[Saved data entries]
================

mod folder;
mod ingredient;
mod plan;
mod planned_meal;
mod recipe;
mod recipe_ingredient;
mod shopping_list_item;

use sqlx_migrator::vec_box;

pub struct Migration;

sqlx_migrator::sqlite_migration!(
    Migration,
    "mealbook",
    "m0001",
    vec_box![],
    vec_box![
        folder::CreateTable,
        folder::CreateParentIdx,
        ingredient::CreateTable,
        ingredient::CreateNameIdx,
        recipe::CreateTable,
        recipe::CreateFolderIdx,
        recipe_ingredient::CreateTable,
        recipe_ingredient::CreateIngredientIdx,
        plan::CreateTable,
        planned_meal::CreateTable,
        planned_meal::CreatePlanDayIdx,
        shopping_list_item::CreateTable
    ]
);

/// Runs a table or index statement pair as a migration operation.
macro_rules! operation {
    ($name:ident, $up:expr, $down:expr) => {
        #[async_trait::async_trait]
        impl sqlx_migrator::Operation<sqlx::Sqlite> for $name {
            async fn up(
                &self,
                connection: &mut sqlx::SqliteConnection,
            ) -> Result<(), sqlx_migrator::Error> {
                let statement = $up.to_string(sea_query::SqliteQueryBuilder);
                sqlx::query(&statement).execute(connection).await?;

                Ok(())
            }

            async fn down(
                &self,
                connection: &mut sqlx::SqliteConnection,
            ) -> Result<(), sqlx_migrator::Error> {
                let statement = $down.to_string(sea_query::SqliteQueryBuilder);
                sqlx::query(&statement).execute(connection).await?;

                Ok(())
            }
        }
    };
}

pub(crate) use operation;
use mealbook_db::table::Ingredient;
use mealbook_shared::{
    clean_name,
    recipe::{IngredientCategory, Nutrition, Unit},
};
use sea_query::{Query, SqliteQueryBuilder};
use sea_query_sqlx::SqlxBinder;
use serde::Deserialize;
use ulid::Ulid;
use validator::Validate;

#[derive(Validate, Clone, Debug, Default, Deserialize)]
pub struct CreateIngredientInput {
    #[validate(length(min = 1, max = 100))]
    pub name: String,
    #[serde(default)]
    pub unit: Unit,
    #[serde(default)]
    pub category: IngredientCategory,
    #[serde(default)]
    pub nutrition: Nutrition,
}

impl super::Command {
    pub async fn create(&self, input: CreateIngredientInput) -> mealbook_shared::Result<String> {
        let input = CreateIngredientInput {
            name: clean_name(&input.name),
            ..input
        };
        input.validate()?;

        if !input.nutrition.is_valid() {
            mealbook_shared::user!("nutrition values must be positive numbers");
        }

        let mut conn = self.write_db.acquire().await?;
        if super::find_id_by_name(&mut conn, &input.name, None)
            .await?
            .is_some()
        {
            mealbook_shared::user!("ingredient '{}' already exists", input.name);
        }

        let id = Ulid::new().to_string();
        let (sql, values) = Query::insert()
            .into_table(Ingredient::Table)
            .columns([
                Ingredient::Id,
                Ingredient::Name,
                Ingredient::Unit,
                Ingredient::Category,
                Ingredient::Calories,
                Ingredient::Protein,
                Ingredient::Carbohydrates,
                Ingredient::Fat,
                Ingredient::CreatedAt,
            ])
            .values_panic([
                id.to_owned().into(),
                input.name.to_owned().into(),
                input.unit.to_string().into(),
                input.category.to_string().into(),
                input.nutrition.calories.into(),
                input.nutrition.protein.into(),
                input.nutrition.carbohydrates.into(),
                input.nutrition.fat.into(),
                mealbook_shared::now().into(),
            ])
            .build_sqlx(SqliteQueryBuilder);

        sqlx::query_with(&sql, values).execute(&mut *conn).await?;

        tracing::info!(ingredient.id = %id, name = %input.name, "ingredient created");

        Ok(id)
    }
}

================

What needs to be done -> All lines in the records that contain "SqliteQueryBuilder" are to be copied and returned.

Task response ->
                let statement = $up.to_string(sea_query::SqliteQueryBuilder);
                let statement = $down.to_string(sea_query::SqliteQueryBuilder);
use sea_query::{Query, SqliteQueryBuilder};
            .build_sqlx(SqliteQueryBuilder);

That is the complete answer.